The Wilderness Warrior - Douglas Brinkley [138]
One can be reasonably sure Roosevelt knew Burroughs’s biography from Catskills childhood to Signs and Seasons publication practically by heart at the time of their first meeting. Born in Roxbury, New York, on April 3, 1837, Burroughs was six years younger than Theodore Roosevelt, Sr. In his memoir My Boyhood, Burroughs wrote of growing up poor on his family’s farm yet being enchanted by juniper trees, gurgling streams, apple orchards, and picturesque dairy farms. “I deem it good luck, too, that my birth fell in April, a month in which so many other things find it good to begin life,” Burroughs wrote in My Boyhood. “Father probably tapped the sugar bush about this time or a little earlier; the blue-bird and the robin and song sparrow may have arrived that very day.”9
While he was growing up, Burroughs’s life revolved around the Roxbury harvest cycle. Enthralled by the cool sweep of the Catskills, he adopted the upstate woodlands as his own “open-air panorama.”10
By the time he was nine or ten years old, birds—of all kinds—became Burroughs’s fixation. One spring day, he later recalled, a cloud of passenger pigeons descended on a grove of beeches. The birds’ collective noise in his pasture sounded like a gust at sea or a tornado.11 Not long afterward—while visiting the U.S. Military Academy at West Point—Burroughs, who had started to style himself as a backwoods ornithologist, dipped into a copy of Audubon’s Birds of America in the library and couldn’t put it down.12 The beauty of Audubon’s flamingos and wild ganders was beyond stimulating. (Years later, in 1902, while Theodore Roosevelt was president, Burroughs wrote a biography of Audubon. Its purpose was to restore Audubon’s place as the premier American literary naturalist by virtue of his voluminous journals.13) Yet Burroughs noticed that Audubon had also written a ghastly essay on how farmers were slaughtering passenger pigeons by setting tree traps and filling water pots with sulfur. How much more beautiful was the cooing of live passenger pigeons than the heaps of dead birds local farmers used to feed hogs!
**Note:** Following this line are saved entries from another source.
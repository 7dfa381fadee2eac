use std::path::Path;
use std::sync::Arc;

use classforge_abi::target::{BackendKind, CompileTarget, TargetTriple};
use classforge_codegen_llvm::constexpr::lower_const_expr;
use classforge_codegen_llvm::{trivial_fn_abi, CodegenCtx};
use classforge_ir::class::{instance_layout, ClassTable, ManagedClass, ManagedField};
use classforge_ir::constexpr::ConstExpr;
use classforge_ir::descriptor::{parse_method_descriptor, FieldDescriptor};
use classforge_ir::signature::{build_signature, MethodShape};
use classforge_ir::{IrType, LayoutCtx, TypeArena};
use classforge_trampoline::traits::StubLinkageOf;
use classforge_trampoline::{Trampoline, TrampolineSet};
use inkwell::context::Context;
use tracing::debug;

/// A small standalone demonstration: lay out a two-field managed class,
/// build its getter's signature, collect the trampolines a caller in
/// another class would need, and declare the corresponding LLVM stubs.
///
/// `CLASSFORGE_FILTER=debug cargo run -p classforge` to see the layout and
/// declaration trace.
fn main() {
    init_classforge_logger();
    debug!("logging initialized");

    let triple = TargetTriple::parse("x86_64-unknown-linux-gnu").expect("known triple");
    let target = CompileTarget::from_triple(BackendKind::Llvm, triple);

    let arena = TypeArena::new();
    let layout_ctx = LayoutCtx::new(&target.data_layout, &arena);

    let point_class = ManagedClass {
        name: Arc::from("com/example/Point"),
        super_class: None,
        fields: vec![
            ManagedField::new("x", FieldDescriptor::Int, false),
            ManagedField::new("y", FieldDescriptor::Int, false),
            ManagedField::new("label", FieldDescriptor::Reference(Arc::from("java/lang/String")), false),
        ],
    };

    let table = ClassTable::new();
    let layout = instance_layout(&point_class, &table, target.target_triple.as_ref(), &layout_ctx)
        .expect("Point has no unresolved supertype");

    println!("Point instance size: {} bytes, align: {}", layout.size, layout.align);
    for field in &layout.fields {
        println!("  {} @ offset {}", field.name, field.offset);
    }

    let getter_descriptor = parse_method_descriptor("()I").expect("valid descriptor");
    let getter_signature = build_signature(
        &getter_descriptor,
        MethodShape {
            is_static: false,
            is_native: false,
        },
    );
    println!("getX signature: {getter_signature}");

    let mut trampolines = TrampolineSet::new();
    trampolines.insert(Trampoline::new_invoke_virtual(
        "com/example/Main",
        "com/example/Point",
        "getX",
        "()I",
    ));
    trampolines.insert(Trampoline::new_get_field(
        "com/example/Main",
        "com/example/Point",
        "x",
        "I",
    ));
    trampolines.insert(Trampoline::new_new("com/example/Main", "com/example/Point"));
    trampolines.insert(Trampoline::new_native_call(
        "com/example/Point",
        "com/example/Point",
        "hashCode0",
        "()I",
    ));

    let ll_context = Context::create();
    let mut ctx = CodegenCtx::new("demo_unit", &target, &ll_context, TypeArena::new());

    for trampoline in trampolines.iter() {
        let signature = trampoline
            .function_type()
            .expect("demo trampolines carry well-formed descriptors");
        let (params, ret) = match &signature {
            IrType::Function { params, ret, .. } => (params.clone(), (**ret).clone()),
            _ => unreachable!("function_type always returns IrType::Function"),
        };
        let abi = trivial_fn_abi(&params, &ret);
        let declared = ctx.declare_stub(trampoline, &abi);
        debug!("declared {} as {:?}", trampoline.mangled_symbol(), declared);
    }

    let i32_size = lower_const_expr(&ConstExpr::SizeOf(IrType::i32()), &ctx);
    debug!("sizeof(i32) lowered to a link-time constant: {:?}", i32_size);

    ctx.ll_module
        .print_to_file(Path::new("demo_unit.ll"))
        .expect("module should be printable");
}

fn init_classforge_logger() {
    let cfg = classforge_log::LoggerConfig::from_env("CLASSFORGE").unwrap_or_else(|_| classforge_log::LoggerConfig {
        log_writer: classforge_log::LogWriter::Stderr,
        filter: Err(std::env::VarError::NotPresent),
        color: Err(std::env::VarError::NotPresent),
        line_numbers: Err(std::env::VarError::NotPresent),
    });
    if let Err(err) = classforge_log::Logger::init_logger(cfg) {
        eprintln!("error initializing logger: {err}");
        std::process::exit(1);
    }
}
To earn a living, Burroughs decided to be a rural schoolmaster. He worked first in New Jersey, not far from the Atlantic coast. When he was twenty years old he traveled to Chicago and had his daguerreotype taken; it shows a rare handsomeness. His longish hair was slicked back, and his straightforward gaze suggested deep wisdom. But Burroughs was always most comfortable in rural settings. Whenever he found himself in New York or Chicago, he would clutch his wallet, worried that pickpockets might spot him as an easy mark. Struggling to find steady work, Burroughs moved to Washington, D.C., in 1862, during the height of the Civil War, and clerked in the Currency Bureau of the Treasury Department. Before long he was befriended by the poet Walt Whitman, who was also living in Washington.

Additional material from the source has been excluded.